//! # Polygonal Numbers
//!
//! The `s`-gonal numbers `P(s, x) = x·((s − 2)·x − (s − 4)) / 2` for `s >= 3`:
//! triangular (`s = 3`), square, pentagonal and so on.
//!
//! ## Membership
//!
//! `x` is `s`-gonal exactly when `D = 8(s − 2)·x + (s − 4)²` is a perfect
//! square `d²` and `2(s − 2)` divides `d + s − 4`. The quotient is the rank:
//!
//! ```text
//!   rank = (d + s − 4) / (2(s − 2))
//! ```
//!
//! [`PolygonalNumber::index_of`] recomputes `P(s, rank)` and reports a mismatch
//! as [`SequenceError::Invariant`]: passing both tests while failing to
//! reproduce `x` can only be an arithmetic fault.
//!
//! ## Ranges
//!
//! A [`PolygonalNumber`] may be a bounded view `[start, end)` of ranks. Its
//! element `r` is `P(s, start + r)`, [`size`](Sequence::size) is
//! `end − start`, and its cursors stop at the end.
//!
//! Values are `u64`; a rank whose value does not fit fails with
//! [`SequenceError::InvalidArgument`].

use crate::cursor::{ListCursor, SequenceCursor, Step};
use crate::error::{InvariantError, SequenceError};
use crate::sieve::isqrt;
use crate::traits::Sequence;

/// Polygonal numbers with a fixed number of sides.
///
/// ```
/// use seqkit::prelude::*;
///
/// let pentagonal = PolygonalNumber::pentagonal();
/// let first: Vec<u64> = pentagonal.cursor().take(6).collect();
/// assert_eq!(first, vec![0, 1, 5, 12, 22, 35]);
/// assert_eq!(pentagonal.index_of(35).unwrap(), Some(5));
/// assert_eq!(pentagonal.index_of(2).unwrap(), None);
///
/// let window = PolygonalNumber::with_range(3, 10, 13).unwrap();
/// assert_eq!(window.size(), Some(3));
/// assert_eq!(window.cursor().collect::<Vec<_>>(), vec![55, 66, 78]);
/// ```
#[derive(Debug, Clone, Copy, PartialEq, Eq)]
pub struct PolygonalNumber {
    sides: u64,
    start: usize,
    end: Option<usize>,
}

impl PolygonalNumber {
    /// Unbounded `s`-gonal numbers.
    ///
    /// # Errors
    ///
    /// Returns [`SequenceError::InvalidArgument`] if `sides < 3`.
    pub fn new(sides: u64) -> Result<Self, SequenceError> {
        Self::check_sides(sides)?;
        Ok(Self {
            sides,
            start: 0,
            end: None,
        })
    }

    /// The ranks `[start, end)` of the `s`-gonal numbers.
    ///
    /// # Errors
    ///
    /// Returns [`SequenceError::InvalidArgument`] if `sides < 3` or
    /// `start > end`.
    pub fn with_range(sides: u64, start: usize, end: usize) -> Result<Self, SequenceError> {
        Self::check_sides(sides)?;
        if start > end {
            return Err(SequenceError::invalid(format!(
                "start ({start}) must not exceed end ({end})"
            )));
        }
        Ok(Self {
            sides,
            start,
            end: Some(end),
        })
    }

    const fn fixed(sides: u64) -> Self {
        Self {
            sides,
            start: 0,
            end: None,
        }
    }

    pub const fn triangular() -> Self {
        Self::fixed(3)
    }

    pub const fn square() -> Self {
        Self::fixed(4)
    }

    pub const fn pentagonal() -> Self {
        Self::fixed(5)
    }

    pub const fn hexagonal() -> Self {
        Self::fixed(6)
    }

    pub const fn heptagonal() -> Self {
        Self::fixed(7)
    }

    pub const fn octagonal() -> Self {
        Self::fixed(8)
    }

    fn check_sides(sides: u64) -> Result<(), SequenceError> {
        if sides < 3 {
            return Err(SequenceError::invalid(format!(
                "a polygon needs at least 3 sides, got {sides}"
            )));
        }
        Ok(())
    }

    /// Number of sides.
    pub fn sides(&self) -> u64 {
        self.sides
    }

    /// `P(s, rank)` for an absolute rank.
    ///
    /// # Errors
    ///
    /// Returns [`SequenceError::InvalidArgument`] if the value exceeds `u64`.
    pub fn value(sides: u64, rank: usize) -> Result<u64, SequenceError> {
        Self::check_sides(sides)?;
        polygonal(sides, rank as u128)
    }

    /// Position of `x` in this sequence, or `None` if `x` is not a member.
    ///
    /// # Errors
    ///
    /// Returns [`SequenceError::Invariant`] if the derived rank does not
    /// reproduce `x`.
    pub fn index_of(&self, x: u64) -> Result<Option<usize>, SequenceError> {
        let Some(rank) = self.rank_of(x)? else {
            return Ok(None);
        };
        let in_range = rank >= self.start && self.end.map_or(true, |end| rank < end);
        Ok(in_range.then(|| rank - self.start))
    }

    /// Returns `true` if `x` is a member of this sequence.
    ///
    /// # Errors
    ///
    /// See [`index_of`](Self::index_of).
    pub fn contains(&self, x: u64) -> Result<bool, SequenceError> {
        Ok(self.index_of(x)?.is_some())
    }

    /// Absolute rank of `x` among all `s`-gonal numbers.
    fn rank_of(&self, x: u64) -> Result<Option<usize>, SequenceError> {
        if x == 0 {
            return Ok(Some(0));
        }

        let s = u128::from(self.sides);
        let x = u128::from(x);
        let offset = s.abs_diff(4);
        let discriminant = (8 * (s - 2))
            .checked_mul(x)
            .and_then(|d| d.checked_add(offset * offset));
        let Some(discriminant) = discriminant else {
            return Ok(None);
        };

        let root = isqrt(discriminant);
        if root * root != discriminant {
            return Ok(None);
        }

        // root + (s - 4), with s = 3 contributing -1
        let numerator = if s >= 4 {
            root + offset
        } else {
            match root.checked_sub(offset) {
                Some(n) => n,
                None => return Ok(None),
            }
        };
        let denominator = 2 * (s - 2);
        if numerator % denominator != 0 {
            return Ok(None);
        }

        let rank = usize::try_from(numerator / denominator)
            .map_err(|_| InvariantError::new(format!("rank of {x} exceeds usize")))?;
        let check = polygonal(self.sides, rank as u128)?;
        if u128::from(check) != x {
            return Err(InvariantError::new(format!(
                "rank {rank} of {x} reproduces {check} for {}-gonal numbers",
                self.sides
            ))
            .into());
        }
        Ok(Some(rank))
    }

    fn rank(&self, r: usize) -> Result<usize, SequenceError> {
        if let Some(size) = self.size() {
            if r >= size {
                return Err(SequenceError::invalid(format!(
                    "index {r} is outside a view of {size} elements"
                )));
            }
        }
        self.start
            .checked_add(r)
            .ok_or_else(|| SequenceError::invalid(format!("index {r} overflows")))
    }
}

/// `x·((s − 2)·x − (s − 4)) / 2`, checked against `u64`.
fn polygonal(sides: u64, x: u128) -> Result<u64, SequenceError> {
    let overflow = || SequenceError::invalid(format!("{sides}-gonal number of rank {x} exceeds u64"));
    if x == 0 {
        return Ok(0);
    }
    let s = u128::from(sides);
    // (s - 2)·x + 4 - s stays positive for x >= 1
    let factor = (s - 2)
        .checked_mul(x)
        .and_then(|v| v.checked_add(4))
        .and_then(|v| v.checked_sub(s))
        .ok_or_else(overflow)?;
    let doubled = x.checked_mul(factor).ok_or_else(overflow)?;
    u64::try_from(doubled / 2).map_err(|_| overflow())
}

impl Sequence<u64> for PolygonalNumber {
    fn catalog_id(&self) -> &str {
        match self.sides {
            3 => "A000217",
            4 => "A000290",
            5 => "A000326",
            6 => "A000384",
            7 => "A000566",
            8 => "A000567",
            _ => "",
        }
    }

    fn size(&self) -> Option<usize> {
        self.end.map(|end| end - self.start)
    }

    fn get(&self, r: usize) -> Result<u64, SequenceError> {
        polygonal(self.sides, self.rank(r)? as u128)
    }

    fn cursor(&self) -> SequenceCursor<u64> {
        let step = PolygonalStep::new(self.sides, self.start);
        match self.size() {
            Some(size) => ListCursor::bounded(step, 0, size).boxed(),
            None => ListCursor::new(step).boxed(),
        }
    }

    fn cursor_from(&self, start: usize) -> Result<SequenceCursor<u64>, SequenceError> {
        let step = PolygonalStep::new(self.sides, self.start);
        match self.size() {
            Some(size) if start > size => Err(SequenceError::invalid(format!(
                "start {start} is outside a view of {size} elements"
            ))),
            Some(size) => Ok(ListCursor::bounded(step, start, size).boxed()),
            None => Ok(ListCursor::starting_at(step, start).boxed()),
        }
    }
}

/// Stateless step evaluating `P(s, offset + i)` directly.
#[derive(Debug, Clone, Copy)]
pub struct PolygonalStep {
    sides: u64,
    offset: usize,
}

impl PolygonalStep {
    pub fn new(sides: u64, offset: usize) -> Self {
        Self { sides, offset }
    }

    fn at(&self, index: usize) -> Result<u64, SequenceError> {
        let rank = self
            .offset
            .checked_add(index)
            .ok_or_else(|| SequenceError::invalid(format!("index {index} overflows")))?;
        polygonal(self.sides, rank as u128)
    }
}

impl Step for PolygonalStep {
    type Item = u64;

    fn forward(&mut self, index: usize) -> Result<u64, SequenceError> {
        self.at(index)
    }

    fn backward(&mut self, index: usize) -> Result<u64, SequenceError> {
        self.at(index)
    }
}

#[cfg(test)]
mod tests {
    use super::*;
    use proptest::prelude::*;

    fn all_types() -> [PolygonalNumber; 6] {
        [
            PolygonalNumber::triangular(),
            PolygonalNumber::square(),
            PolygonalNumber::pentagonal(),
            PolygonalNumber::hexagonal(),
            PolygonalNumber::heptagonal(),
            PolygonalNumber::octagonal(),
        ]
    }

    // ==============================================
    // Values
    // ==============================================

    mod values {
        use super::*;

        #[test]
        fn first_terms_of_each_type() {
            let expected: [[u64; 6]; 6] = [
                [0, 1, 3, 6, 10, 15],
                [0, 1, 4, 9, 16, 25],
                [0, 1, 5, 12, 22, 35],
                [0, 1, 6, 15, 28, 45],
                [0, 1, 7, 18, 34, 55],
                [0, 1, 8, 21, 40, 65],
            ];
            for (seq, want) in all_types().iter().zip(expected) {
                let got: Vec<u64> = (0..6).map(|r| seq.get(r).unwrap()).collect();
                assert_eq!(got, want, "{}-gonal", seq.sides());
            }
        }

        #[test]
        fn catalog_ids() {
            let types = all_types();
            let ids: Vec<&str> = types.iter().map(|s| s.catalog_id()).collect();
            assert_eq!(
                ids,
                ["A000217", "A000290", "A000326", "A000384", "A000566", "A000567"]
            );
            assert_eq!(PolygonalNumber::new(12).unwrap().catalog_id(), "");
        }

        #[test]
        fn rejects_degenerate_polygons() {
            assert!(matches!(
                PolygonalNumber::new(2),
                Err(SequenceError::InvalidArgument(_))
            ));
            assert!(PolygonalNumber::value(0, 4).is_err());
        }

        #[test]
        fn overflow_is_invalid_argument() {
            let square = PolygonalNumber::square();
            assert_eq!(square.get(4_294_967_295).unwrap(), 18_446_744_065_119_617_025);
            assert!(matches!(
                square.get(4_294_967_296),
                Err(SequenceError::InvalidArgument(_))
            ));
        }
    }

    // ==============================================
    // Membership
    // ==============================================

    mod membership {
        use super::*;

        #[test]
        fn non_members_are_none() {
            let pentagonal = PolygonalNumber::pentagonal();
            for x in [2u64, 3, 4, 6, 11, 13, 34, 36] {
                assert_eq!(pentagonal.index_of(x).unwrap(), None, "{x}");
                assert!(!pentagonal.contains(x).unwrap());
            }
            assert_eq!(PolygonalNumber::square().index_of(26).unwrap(), None);
        }

        #[test]
        fn index_is_relative_to_view() {
            let view = PolygonalNumber::with_range(6, 4, 8).unwrap();
            assert_eq!(view.get(0).unwrap(), 28);
            assert_eq!(view.index_of(28).unwrap(), Some(0));
            assert_eq!(view.index_of(15).unwrap(), None, "rank 3 is before the view");
            assert_eq!(view.index_of(120).unwrap(), None, "rank 8 is past the view");
            assert!(view.get(4).is_err());
        }

        #[test]
        fn bounded_cursor_stops_at_view_end() {
            let view = PolygonalNumber::with_range(4, 2, 5).unwrap();
            let mut cursor = view.cursor_from(1).unwrap();
            assert_eq!(cursor.next_element().unwrap(), 9);
            assert_eq!(cursor.next_element().unwrap(), 16);
            assert!(!cursor.has_next());
            assert_eq!(cursor.previous().unwrap(), 16);
            assert!(view.cursor_from(4).is_err());
        }

        proptest! {
            /// Property: index_of inverts get for every polygon type
            #[cfg_attr(miri, ignore)]
            #[test]
            fn prop_index_of_inverts_get(sides in 3u64..20, rank in 0usize..100_000) {
                let seq = PolygonalNumber::new(sides).unwrap();
                let x = seq.get(rank).unwrap();
                prop_assert_eq!(seq.index_of(x).unwrap(), Some(rank));
            }

            /// Property: values between consecutive members are not members
            #[cfg_attr(miri, ignore)]
            #[test]
            fn prop_gaps_are_not_members(sides in 3u64..12, rank in 1usize..5_000) {
                let seq = PolygonalNumber::new(sides).unwrap();
                let lo = seq.get(rank).unwrap();
                let hi = seq.get(rank + 1).unwrap();
                for x in (lo + 1)..hi.min(lo + 50) {
                    prop_assert_eq!(seq.index_of(x).unwrap(), None);
                }
            }
        }
    }
}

**Work item**
Report the total of lines above containing the string "square", and write nothing besides it.

**Task response**
8